Canada's housing market softens as new listings surge and sales decline

Home sales dropped in January as tariff uncertainty grew, while a record rise in new listings increased supply

Canada's housing market softens as new listings surge and sales decline

According to the Canadian Real Estate Association (CREA), uncertainty about tariffs and a potential trade war with the United States slowed Canadian home sales at the end of January.

Financial Post reports that the national sales declined 3.3 percent from December, while newly listed properties jumped 11 percent, marking the largest seasonally adjusted increase in new supply since the late 1980s, aside from swings during the COVID-19 pandemic.

CREA senior economist Shaun Cathcart linked the sudden drop in demand to economic uncertainty, stating, “The timing of that change in demand leaves little doubt as to the cause—uncertainty around tariffs.”

He noted that the increased supply created softer pricing conditions, particularly in British Columbia and Ontario, where markets had been tightening since last fall.

The national average home price increased 1.1 percent year over year to $670,064 in January.

However, CREA noted that the National Composite MLS Home Price Index has “barely budged” over the past year due to “ongoing softness” in Ontario and British Columbia.

Rising prices in Quebec, the Prairies, and the East Coast helped offset declines in those two provinces.

British Columbia and Ontario remained Canada’s most expensive housing markets, but prices dropped 3.8 percent and 6.2 percent, respectively, from December to January.

Meanwhile, Quebec saw prices climb 7.3 percent.
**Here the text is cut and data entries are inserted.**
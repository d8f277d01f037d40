//! Handler descriptors
//!
//! A descriptor is everything the registry needs to know about one
//! reactable unit. Descriptors are built once at startup and never change
//! after registration.
//!
//! - **Version**: 1.1.0
//! - **Since**: 0.1.0
//!
//! ## Changelog
//! - 1.1.0: Autocomplete handlers on commands and subcommands
//! - 1.0.0: Initial descriptors

use std::fmt;
use std::sync::Arc;

use super::handler::{AutocompleteHandler, InteractionHandler};
use crate::events::EventListener;
use crate::guards::{Guard, GuardTarget};
use crate::session::ChoiceValue;

/// Registry namespaces; keys are unique within one namespace
#[derive(Debug, Clone, Copy, PartialEq, Eq, Hash)]
pub enum Namespace {
    Command,
    Subcommand,
    Button,
    SelectMenu,
    Modal,
    Event,
}

impl fmt::Display for Namespace {
    fn fmt(&self, f: &mut fmt::Formatter<'_>) -> fmt::Result {
        let name = match self {
            Namespace::Command => "command",
            Namespace::Subcommand => "subcommand",
            Namespace::Button => "button",
            Namespace::SelectMenu => "select menu",
            Namespace::Modal => "modal",
            Namespace::Event => "event",
        };
        f.write_str(name)
    }
}

/// What kind of unit a handler is, for logs and errors
#[derive(Debug, Clone, Copy, PartialEq, Eq)]
pub enum HandlerKind {
    Command,
    Subcommand,
    Button,
    SelectMenu,
    Modal,
    Event,
}

impl fmt::Display for HandlerKind {
    fn fmt(&self, f: &mut fmt::Formatter<'_>) -> fmt::Result {
        let name = match self {
            HandlerKind::Command => "command",
            HandlerKind::Subcommand => "subcommand",
            HandlerKind::Button => "button",
            HandlerKind::SelectMenu => "select menu",
            HandlerKind::Modal => "modal",
            HandlerKind::Event => "event",
        };
        f.write_str(name)
    }
}

#[derive(Debug, Clone, Copy, PartialEq, Eq)]
pub enum CommandKind {
    ChatInput,
    /// Context menu on a user
    User,
    /// Context menu on a message
    Message,
}

impl CommandKind {
    pub fn guard_target(&self) -> GuardTarget {
        match self {
            CommandKind::ChatInput => GuardTarget::Slash,
            CommandKind::User | CommandKind::Message => GuardTarget::ContextMenu,
        }
    }
}

#[derive(Debug, Clone, Copy, PartialEq, Eq)]
pub enum OptionKind {
    String,
    Integer,
    Number,
    Boolean,
    User,
    Channel,
    Role,
    Mentionable,
    Attachment,
}

/// Declared option of a command, used when registering with Discord
#[derive(Debug, Clone, PartialEq)]
pub struct OptionSpec {
    pub name: String,
    pub description: String,
    pub kind: OptionKind,
    pub required: bool,
    pub autocomplete: bool,
    pub choices: Vec<(String, ChoiceValue)>,
}

impl OptionSpec {
    pub fn new(name: impl Into<String>, description: impl Into<String>, kind: OptionKind) -> Self {
        Self {
            name: name.into(),
            description: description.into(),
            kind,
            required: false,
            autocomplete: false,
            choices: Vec::new(),
        }
    }

    pub fn required(mut self) -> Self {
        self.required = true;
        self
    }

    pub fn autocomplete(mut self) -> Self {
        self.autocomplete = true;
        self
    }

    pub fn choice(mut self, name: impl Into<String>, value: ChoiceValue) -> Self {
        self.choices.push((name.into(), value));
        self
    }
}

pub struct SubcommandDescriptor {
    pub name: String,
    pub description: String,
    pub options: Vec<OptionSpec>,
    pub ephemeral: bool,
    pub handler: Arc<dyn InteractionHandler>,
    pub autocomplete: Option<Arc<dyn AutocompleteHandler>>,
}

impl SubcommandDescriptor {
    pub fn new(
        name: impl Into<String>,
        description: impl Into<String>,
        handler: Arc<dyn InteractionHandler>,
    ) -> Self {
        Self {
            name: name.into(),
            description: description.into(),
            options: Vec::new(),
            ephemeral: false,
            handler,
            autocomplete: None,
        }
    }

    pub fn option(mut self, option: OptionSpec) -> Self {
        self.options.push(option);
        self
    }

    pub fn ephemeral(mut self) -> Self {
        self.ephemeral = true;
        self
    }

    pub fn autocomplete(mut self, handler: Arc<dyn AutocompleteHandler>) -> Self {
        self.autocomplete = Some(handler);
        self
    }
}

/// Either a primary callback or a subcommand map, never both
pub enum CommandAction {
    Run(Arc<dyn InteractionHandler>),
    Subcommands(Vec<SubcommandDescriptor>),
}

pub struct CommandDescriptor {
    pub name: String,
    pub description: String,
    pub kind: CommandKind,
    pub options: Vec<OptionSpec>,
    /// Not evaluated for commands with subcommands
    pub guards: Vec<Arc<dyn Guard>>,
    pub ephemeral: bool,
    pub denied_message: Option<String>,
    pub action: CommandAction,
    pub autocomplete: Option<Arc<dyn AutocompleteHandler>>,
}

impl CommandDescriptor {
    fn with_action(name: String, description: String, kind: CommandKind, action: CommandAction) -> Self {
        Self {
            name,
            description,
            kind,
            options: Vec::new(),
            guards: Vec::new(),
            ephemeral: false,
            denied_message: None,
            action,
            autocomplete: None,
        }
    }

    /// Slash command with a primary callback
    pub fn slash(
        name: impl Into<String>,
        description: impl Into<String>,
        handler: Arc<dyn InteractionHandler>,
    ) -> Self {
        Self::with_action(
            name.into(),
            description.into(),
            CommandKind::ChatInput,
            CommandAction::Run(handler),
        )
    }

    /// Slash command routed to subcommands
    pub fn group(
        name: impl Into<String>,
        description: impl Into<String>,
        subcommands: Vec<SubcommandDescriptor>,
    ) -> Self {
        Self::with_action(
            name.into(),
            description.into(),
            CommandKind::ChatInput,
            CommandAction::Subcommands(subcommands),
        )
    }

    /// User or message context menu command
    pub fn context_menu(
        name: impl Into<String>,
        kind: CommandKind,
        handler: Arc<dyn InteractionHandler>,
    ) -> Self {
        Self::with_action(name.into(), String::new(), kind, CommandAction::Run(handler))
    }

    pub fn option(mut self, option: OptionSpec) -> Self {
        self.options.push(option);
        self
    }

    pub fn guard(mut self, guard: Arc<dyn Guard>) -> Self {
        self.guards.push(guard);
        self
    }

    pub fn ephemeral(mut self) -> Self {
        self.ephemeral = true;
        self
    }

    pub fn denied_message(mut self, message: impl Into<String>) -> Self {
        self.denied_message = Some(message.into());
        self
    }

    pub fn autocomplete(mut self, handler: Arc<dyn AutocompleteHandler>) -> Self {
        self.autocomplete = Some(handler);
        self
    }

    pub fn subcommands(&self) -> Option<&[SubcommandDescriptor]> {
        match &self.action {
            CommandAction::Subcommands(subs) => Some(subs),
            CommandAction::Run(_) => None,
        }
    }

    pub fn subcommand(&self, name: &str) -> Option<&SubcommandDescriptor> {
        self.subcommands()?.iter().find(|sub| sub.name == name)
    }
}

/// Button or select menu handler, keyed by custom id (or its prefix)
pub struct ComponentDescriptor {
    pub custom_id: String,
    pub guards: Vec<Arc<dyn Guard>>,
    pub ephemeral: bool,
    pub denied_message: Option<String>,
    pub handler: Arc<dyn InteractionHandler>,
}

impl ComponentDescriptor {
    pub fn new(custom_id: impl Into<String>, handler: Arc<dyn InteractionHandler>) -> Self {
        Self {
            custom_id: custom_id.into(),
            guards: Vec::new(),
            ephemeral: false,
            denied_message: None,
            handler,
        }
    }

    pub fn guard(mut self, guard: Arc<dyn Guard>) -> Self {
        self.guards.push(guard);
        self
    }

    pub fn ephemeral(mut self) -> Self {
        self.ephemeral = true;
        self
    }

    pub fn denied_message(mut self, message: impl Into<String>) -> Self {
        self.denied_message = Some(message.into());
        self
    }
}

/// Modal submit handler; modals carry no guards
pub struct ModalDescriptor {
    pub custom_id: String,
    pub ephemeral: bool,
    pub handler: Arc<dyn InteractionHandler>,
}

impl ModalDescriptor {
    pub fn new(custom_id: impl Into<String>, handler: Arc<dyn InteractionHandler>) -> Self {
        Self {
            custom_id: custom_id.into(),
            ephemeral: false,
            handler,
        }
    }

    pub fn ephemeral(mut self) -> Self {
        self.ephemeral = true;
        self
    }
}

pub struct EventDescriptor {
    /// Unique listener name
    pub key: String,
    /// Gateway or custom event name
    pub event: String,
    pub once: bool,
    pub listener: Arc<dyn EventListener>,
}

impl EventDescriptor {
    pub fn on(key: impl Into<String>, event: impl Into<String>, listener: Arc<dyn EventListener>) -> Self {
        Self {
            key: key.into(),
            event: event.into(),
            once: false,
            listener,
        }
    }

    pub fn once(key: impl Into<String>, event: impl Into<String>, listener: Arc<dyn EventListener>) -> Self {
        Self {
            once: true,
            ..Self::on(key, event, listener)
        }
    }
}

/// Tagged union of everything the registry accepts
pub enum HandlerDescriptor {
    Command(CommandDescriptor),
    Button(ComponentDescriptor),
    SelectMenu(ComponentDescriptor),
    Modal(ModalDescriptor),
    Event(EventDescriptor),
}

impl HandlerDescriptor {
    pub fn namespace(&self) -> Namespace {
        match self {
            HandlerDescriptor::Command(_) => Namespace::Command,
            HandlerDescriptor::Button(_) => Namespace::Button,
            HandlerDescriptor::SelectMenu(_) => Namespace::SelectMenu,
            HandlerDescriptor::Modal(_) => Namespace::Modal,
            HandlerDescriptor::Event(_) => Namespace::Event,
        }
    }

    pub fn key(&self) -> &str {
        match self {
            HandlerDescriptor::Command(cmd) => &cmd.name,
            HandlerDescriptor::Button(c) | HandlerDescriptor::SelectMenu(c) => &c.custom_id,
            HandlerDescriptor::Modal(m) => &m.custom_id,
            HandlerDescriptor::Event(e) => &e.key,
        }
    }
}

impl From<CommandDescriptor> for HandlerDescriptor {
    fn from(value: CommandDescriptor) -> Self {
        HandlerDescriptor::Command(value)
    }
}

impl From<ModalDescriptor> for HandlerDescriptor {
    fn from(value: ModalDescriptor) -> Self {
        HandlerDescriptor::Modal(value)
    }
}

impl From<EventDescriptor> for HandlerDescriptor {
    fn from(value: EventDescriptor) -> Self {
        HandlerDescriptor::Event(value)
    }
}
The Prairie provinces recorded smaller price increases, with Alberta up 0.4 percent, Saskatchewan up 0.7 percent, and Manitoba up 0.3 percent.

Newfoundland and Labrador led the Atlantic provinces with a 5.8 percent increase in home prices in January. 

At the end of January, national inventory stood at 4.2 months, keeping the market between a buyer’s and seller’s market. The long-term average is five months.

CREA explained that, “Based on one standard deviation above and below that long-term average, a seller’s market would be below 3.6 months and a buyer’s market would be above 6.5 months.” 

The increase in new listings pushed the national sales-to-new listings ratio down to 49.3 percent. CREA stated that this places it on the lower end of the 45 percent to 65 percent range considered balanced. 

The number of properties listed for sale across Canadian MLS systems increased 12.7 percent year over year, reaching nearly 136,000 in January. However, CREA noted that this remains below the long-term average of 160,000 for this time of year.

CREA chair James Mabey expects real estate activity to increase in the spring but cautioned that trade tensions could affect the sector.

“The threat of a trade war with Canada’s largest trading partner is a major dark cloud on the horizon,” he said, warning of broader economic impacts.

Despite uncertainty, lower interest rates and softening prices could benefit some buyers.

The Bank of Canada lowered its policy interest rate by 25 basis points to 3 percent on January 29, marking its first rate cut of 2025. Analysts anticipate further reductions throughout the year.

Mabey acknowledged that economic conditions remain uncertain but noted that some buyers may take advantage of changing conditions.

“While uncertainty about the economy and jobs will no doubt keep some prospective buyers on the sidelines, a softer pricing environment alongside lower interest rates will be an opportunity for others,” he said.